:: AIM OF THE EXERCISE ::
Would you please write out each entry that follows, exactly as written?

————

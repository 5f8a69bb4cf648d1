//! Target selection between the two encoded images.
//!
//! There is no transition state: flipping the target only rebinds the
//! velocity stage's attractor texture. The visible morph comes entirely from
//! the damped force law pulling particles toward the new positions.

use std::fmt;

/// One of the two target images.
#[derive(Debug, Clone, Copy, PartialEq, Eq, Hash, Default)]
pub enum Target {
    #[default]
    A,
    B,
}

impl Target {
    /// Both targets, in slot order.
    pub const ALL: [Target; 2] = [Target::A, Target::B];

    /// Slot index (`A = 0`, `B = 1`), matching the uniform flag value.
    #[inline]
    pub fn index(self) -> usize {
        match self {
            Target::A => 0,
            Target::B => 1,
        }
    }
}

impl fmt::Display for Target {
    fn fmt(&self, f: &mut fmt::Formatter<'_>) -> fmt::Result {
        match self {
            Target::A => write!(f, "A"),
            Target::B => write!(f, "B"),
        }
    }
}

/// Pure transition: `A ↔ B`.
#[inline]
pub fn toggle(state: Target) -> Target {
    match state {
        Target::A => Target::B,
        Target::B => Target::A,
    }
}

/// Owns the current target. Starts at [`Target::A`].
#[derive(Debug, Clone, Default)]
pub struct TargetSelector {
    current: Target,
    switches: u64,
}

impl TargetSelector {
    pub fn new() -> Self {
        Self::default()
    }

    #[inline]
    pub fn current(&self) -> Target {
        self.current
    }

    /// Handle the external trigger. Returns the new target.
    pub fn trigger(&mut self) -> Target {
        self.current = toggle(self.current);
        self.switches += 1;
        tracing::debug!(selected = %self.current, switches = self.switches, "target switched");
        self.current
    }

    /// How many times the trigger has fired.
    #[inline]
    pub fn switches(&self) -> u64 {
        self.switches
    }
}

#[cfg(test)]
mod tests {
    use super::*;

    #[test]
    fn test_toggle_is_involution() {
        for t in Target::ALL {
            assert_ne!(toggle(t), t);
            assert_eq!(toggle(toggle(t)), t);
        }
    }

    #[test]
    fn test_selector_starts_at_a() {
        let selector = TargetSelector::new();
        assert_eq!(selector.current(), Target::A);
        assert_eq!(selector.switches(), 0);
    }

    #[test]
    fn test_trigger_flips() {
        let mut selector = TargetSelector::new();
        assert_eq!(selector.trigger(), Target::B);
        assert_eq!(selector.trigger(), Target::A);
        assert_eq!(selector.switches(), 2);
    }

    #[test]
    fn test_index() {
        assert_eq!(Target::A.index(), 0);
        assert_eq!(Target::B.index(), 1);
    }
}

————

:: WRITTEN REPLY ::
repository 5f8a69bb4cf648d1
//! Target selection between the two encoded images.
//!
//! There is no transition state: flipping the target only rebinds the
//! velocity stage's attractor texture. The visible morph comes entirely from
//! the damped force law pulling particles toward the new positions.

use std::fmt;

/// One of the two target images.
#[derive(Debug, Clone, Copy, PartialEq, Eq, Hash, Default)]
pub enum Target {
    #[default]
    A,
    B,
}

impl Target {
    /// Both targets, in slot order.
    pub const ALL: [Target; 2] = [Target::A, Target::B];

    /// Slot index (`A = 0`, `B = 1`), matching the uniform flag value.
    #[inline]
    pub fn index(self) -> usize {
        match self {
            Target::A => 0,
            Target::B => 1,
        }
    }
}

impl fmt::Display for Target {
    fn fmt(&self, f: &mut fmt::Formatter<'_>) -> fmt::Result {
        match self {
            Target::A => write!(f, "A"),
            Target::B => write!(f, "B"),
        }
    }
}

/// Pure transition: `A ↔ B`.
#[inline]
pub fn toggle(state: Target) -> Target {
    match state {
        Target::A => Target::B,
        Target::B => Target::A,
    }
}

/// Owns the current target. Starts at [`Target::A`].
#[derive(Debug, Clone, Default)]
pub struct TargetSelector {
    current: Target,
    switches: u64,
}

impl TargetSelector {
    pub fn new() -> Self {
        Self::default()
    }

    #[inline]
    pub fn current(&self) -> Target {
        self.current
    }

    /// Handle the external trigger. Returns the new target.
    pub fn trigger(&mut self) -> Target {
        self.current = toggle(self.current);
        self.switches += 1;
        tracing::debug!(selected = %self.current, switches = self.switches, "target switched");
        self.current
    }

    /// How many times the trigger has fired.
    #[inline]
    pub fn switches(&self) -> u64 {
        self.switches
    }
}

#[cfg(test)]
mod tests {
    use super::*;

    #[test]
    fn test_toggle_is_involution() {
        for t in Target::ALL {
            assert_ne!(toggle(t), t);
            assert_eq!(toggle(toggle(t)), t);
        }
    }

    #[test]
    fn test_selector_starts_at_a() {
        let selector = TargetSelector::new();
        assert_eq!(selector.current(), Target::A);
        assert_eq!(selector.switches(), 0);
    }

    #[test]
    fn test_trigger_flips() {
        let mut selector = TargetSelector::new();
        assert_eq!(selector.trigger(), Target::B);
        assert_eq!(selector.trigger(), Target::A);
        assert_eq!(selector.switches(), 2);
    }

    #[test]
    fn test_index() {
        assert_eq!(Target::A.index(), 0);
        assert_eq!(Target::B.index(), 1);
    }
}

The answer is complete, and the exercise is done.